The lines you return should be those containing the string "SocketAddr", taken from the data below.

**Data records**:
BEGIN

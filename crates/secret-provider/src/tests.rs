//! Provider protocol tests driven through the frame handler.

use std::fs;
use std::io::Write;
use std::net::SocketAddr;
use std::sync::Arc;
use std::thread;
use std::time::Duration;

use parking_lot::Mutex;

use secret_common::config::CoordinatorAddr;
use secret_common::crypto::{from_base64, hex_digest, KeyPair, SymmetricKey};
use secret_common::record::EncryptedRecord;
use secret_common::sync::ShutdownSignal;
use secret_common::transport::{DataFrame, FrameHandler, PeerMessenger};
use secret_common::{
    ComputeMessage, Frame, GlobalId, PeerInfo, ProviderMessage, Result, SecretError, SenderId,
};

use crate::attestation::KeyDigestVerifier;
use crate::config::ProviderConfig;
use crate::partition::shard_of;
use crate::provider::ProviderState;

const SELF_PORT: u16 = 6001;
const NODE_ADDR: &str = "127.0.0.1:7001";

#[derive(Default)]
struct RecordingMessenger {
    sent: Mutex<Vec<(String, Frame)>>,
}

impl RecordingMessenger {
    fn sent_to(&self, addr: &str) -> Vec<Frame> {
        self.sent
            .lock()
            .iter()
            .filter(|(to, _)| to == addr)
            .map(|(_, frame)| frame.clone())
            .collect()
    }
}

impl PeerMessenger for RecordingMessenger {
    fn send(&self, addr: &str, frame: Frame) -> Result<()> {
        self.sent.lock().push((addr.to_string(), frame));
        Ok(())
    }
}

struct Fixture {
    _dir: tempfile::TempDir,
    state: Arc<ProviderState>,
    messenger: Arc<RecordingMessenger>,
    shutdown: ShutdownSignal,
}

fn fixture(records: usize, with_phenotypes: bool) -> Fixture {
    let dir = tempfile::tempdir().unwrap();
    let alleles = dir.path().join("alleles.tsv");
    let mut file = fs::File::create(&alleles).unwrap();
    writeln!(file, "locus\talleles\tp0\tp1\tp2").unwrap();
    for r in 0..records {
        writeln!(file, "{}:{}\tC/T\t{}\t{}\tNA", r % 3 + 1, 500 + r, r % 3, (r + 1) % 3).unwrap();
    }

    if with_phenotypes {
        fs::write(dir.path().join("bmi.tsv"), "id\tbmi\np0\t21.5\np1\t30.1\np2\t25.0\n").unwrap();
        let case = "id\tcase\np0\ttrue\np1\tfalse\np2\ttrue\n";
        fs::write(dir.path().join("case.tsv"), case).unwrap();
    }

    let mut config = ProviderConfig::new("dpi1", &alleles, CoordinatorAddr::new("127.0.0.1", 8500));
    config.phenotype_dir = dir.path().to_path_buf();
    config.worker_count = Some(3);
    config.max_frame_payload = 512;

    let messenger = Arc::new(RecordingMessenger::default());
    let shutdown = ShutdownSignal::new();
    let state = ProviderState::new(
        &config,
        3,
        PeerInfo::provider("127.0.0.1", SELF_PORT),
        messenger.clone(),
        Arc::new(KeyDigestVerifier),
        shutdown.clone(),
    )
    .unwrap();

    Fixture {
        _dir: dir,
        state: Arc::new(state),
        messenger,
        shutdown,
    }
}

fn peer() -> SocketAddr {
    "127.0.0.1:40000".parse().unwrap()
}

fn from_coordinator(state: &ProviderState, kind: ProviderMessage, payload: &str) {
    state
        .handle(Frame::new(SenderId::coordinator(), kind, payload), peer())
        .unwrap();
}

fn from_node(
    state: &ProviderState,
    kind: ProviderMessage,
    payload: impl Into<Vec<u8>>,
) -> Result<()> {
    state.handle(Frame::new(SenderId::compute(GlobalId(0)), kind, payload), peer())
}

fn open_rosters(state: &ProviderState, providers: &str) {
    from_coordinator(state, ProviderMessage::DpiInfo, providers);
    from_coordinator(state, ProviderMessage::ComputeInfo, "127.0.0.1\t7001\t2");
}

/// Runs the key exchange and returns the node's slot keys.
fn attest(fixture: &Fixture) -> Vec<SymmetricKey> {
    let pair = KeyPair::generate().unwrap();
    let pem = pair.public_pem().unwrap();
    from_node(&fixture.state, ProviderMessage::Evidence, hex_digest(&pem)).unwrap();
    from_node(&fixture.state, ProviderMessage::PublicKey, pem).unwrap();

    let mut keys: Vec<(usize, SymmetricKey)> = fixture
        .messenger
        .sent_to(NODE_ADDR)
        .iter()
        .filter(|f| f.kind::<ComputeMessage>().unwrap() == ComputeMessage::SlotKey)
        .map(|f| {
            let (sealed, slot) = f.text().unwrap().split_once('\t').unwrap();
            let opened = pair.open(&from_base64(sealed).unwrap()).unwrap();
            (slot.parse().unwrap(), SymmetricKey::from_bytes(&opened).unwrap())
        })
        .collect();
    keys.sort_by_key(|(slot, _)| *slot);
    keys.into_iter().map(|(_, key)| key).collect()
}

#[test]
fn test_compute_roster_triggers_register() {
    let fixture = fixture(5, true);
    open_rosters(&fixture.state, "127.0.0.1\t6001");

    let sent = fixture.messenger.sent_to(NODE_ADDR);
    assert_eq!(sent.len(), 1);
    assert_eq!(sent[0].kind::<ComputeMessage>().unwrap(), ComputeMessage::Register);
    assert_eq!(sent[0].text().unwrap(), "127.0.0.1\t6001");
    assert_eq!(sent[0].sender.as_str(), "dpi1");
}

#[test]
fn test_full_exchange_streams_every_record() {
    let fixture = fixture(60, true);
    open_rosters(&fixture.state, "127.0.0.1\t6001");
    let keys = attest(&fixture);
    assert_eq!(keys.len(), 2);

    from_node(&fixture.state, ProviderMessage::PhenotypeRequest, "1\tbmi\tcase").unwrap();
    assert!(fixture.state.is_streaming());
    from_node(&fixture.state, ProviderMessage::DataRequest, Vec::new()).unwrap();

    let sent = fixture.messenger.sent_to(NODE_ADDR);
    let kinds: Vec<ComputeMessage> =
        sent.iter().map(|f| f.kind::<ComputeMessage>().unwrap()).collect();
    let stream_start = kinds.iter().position(|k| *k == ComputeMessage::PatientCount).unwrap();
    assert_eq!(kinds[stream_start + 1], ComputeMessage::YValue);
    assert_eq!(kinds[stream_start + 2], ComputeMessage::Covariant);
    assert_eq!(*kinds.last().unwrap(), ComputeMessage::EndOfData);

    let data: Vec<&Frame> = sent
        .iter()
        .filter(|f| f.kind::<ComputeMessage>().unwrap() == ComputeMessage::Data)
        .collect();
    assert!(data.len() >= 2);
    assert_eq!(sent.last().unwrap().text().unwrap(), data.len().to_string());

    let records: Vec<EncryptedRecord> = data
        .iter()
        .flat_map(|f| DataFrame::decode(&f.payload).unwrap().records)
        .map(|line| EncryptedRecord::decode(&line).unwrap())
        .collect();
    assert_eq!(records.len(), 60);
    for record in &records {
        assert_eq!(shard_of(&record.locus, 1), 0);
        let values = record.open(&keys[record.slot]).unwrap();
        assert_eq!(values.len(), 3);
        assert_eq!(values[2], secret_common::record::MISSING);
    }
}

#[test]
fn test_bad_evidence_withholds_keys() {
    let fixture = fixture(5, true);
    open_rosters(&fixture.state, "127.0.0.1\t6001");

    let pair = KeyPair::generate().unwrap();
    from_node(&fixture.state, ProviderMessage::Evidence, "forged").unwrap();
    let pem = pair.public_pem().unwrap();
    let err = from_node(&fixture.state, ProviderMessage::PublicKey, pem).unwrap_err();
    assert!(matches!(err, SecretError::Attestation(_)));

    let sent = fixture.messenger.sent_to(NODE_ADDR);
    assert!(sent
        .iter()
        .all(|f| f.kind::<ComputeMessage>().unwrap() != ComputeMessage::SlotKey));
}

#[test]
fn test_stream_waits_for_provider_sync() {
    let fixture = fixture(10, true);
    open_rosters(&fixture.state, "127.0.0.1\t6001\n127.0.0.1\t6002");
    attest(&fixture);

    let state = fixture.state.clone();
    let pipeline = thread::spawn(move || {
        from_node(&state, ProviderMessage::PhenotypeRequest, "case").unwrap();
    });

    for _ in 0..200 {
        if !fixture.messenger.sent_to("127.0.0.1:6002").is_empty() {
            break;
        }
        thread::sleep(Duration::from_millis(10));
    }
    let sync = fixture.messenger.sent_to("127.0.0.1:6002");
    assert_eq!(sync.len(), 1);
    assert_eq!(sync[0].sender, SenderId::sync());
    assert!(fixture.messenger.sent_to("127.0.0.1:6001").is_empty());
    assert!(!fixture.state.is_streaming());

    fixture
        .state
        .handle(Frame::new(SenderId::sync(), ProviderMessage::Sync, Vec::new()), peer())
        .unwrap();
    pipeline.join().unwrap();
    assert!(fixture.state.is_streaming());
}

#[test]
fn test_missing_phenotype_is_fatal() {
    let fixture = fixture(5, false);
    open_rosters(&fixture.state, "127.0.0.1\t6001");
    attest(&fixture);

    from_node(&fixture.state, ProviderMessage::PhenotypeRequest, "case").unwrap();
    assert!(fixture.shutdown.is_triggered());
    assert!(from_node(&fixture.state, ProviderMessage::DataRequest, Vec::new()).is_err());
    assert!(matches!(fixture.state.take_fatal(), Some(SecretError::Config(_))));
}

#[test]
fn test_terminate_stops_provider() {
    let fixture = fixture(5, true);
    from_coordinator(&fixture.state, ProviderMessage::Terminate, "");
    assert!(fixture.shutdown.is_triggered());
}

#[test]
fn test_messages_before_roster_are_rejected() {
    let fixture = fixture(5, true);
    let err = from_node(&fixture.state, ProviderMessage::Evidence, "x").unwrap_err();
    assert!(matches!(err, SecretError::Protocol(_)));

    let bad_sender = Frame::new(SenderId::new("dpi2").unwrap(), ProviderMessage::PublicKey, "x");
    assert!(fixture.state.handle(bad_sender, peer()).is_err());
}

#[test]
fn test_bind_rejects_empty_allele_file() {
    let dir = tempfile::tempdir().unwrap();
    let alleles = dir.path().join("alleles.tsv");
    fs::write(&alleles, "locus\talleles\tp0\n").unwrap();
    let config = ProviderConfig::new("dpi1", &alleles, CoordinatorAddr::new("127.0.0.1", 1));

    let err = crate::DataProvider::bind(config).err().unwrap();
    assert!(matches!(err, SecretError::EmptyInput(_)));
}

END

**Completed exercise**:
use std::net::SocketAddr;
fn peer() -> SocketAddr {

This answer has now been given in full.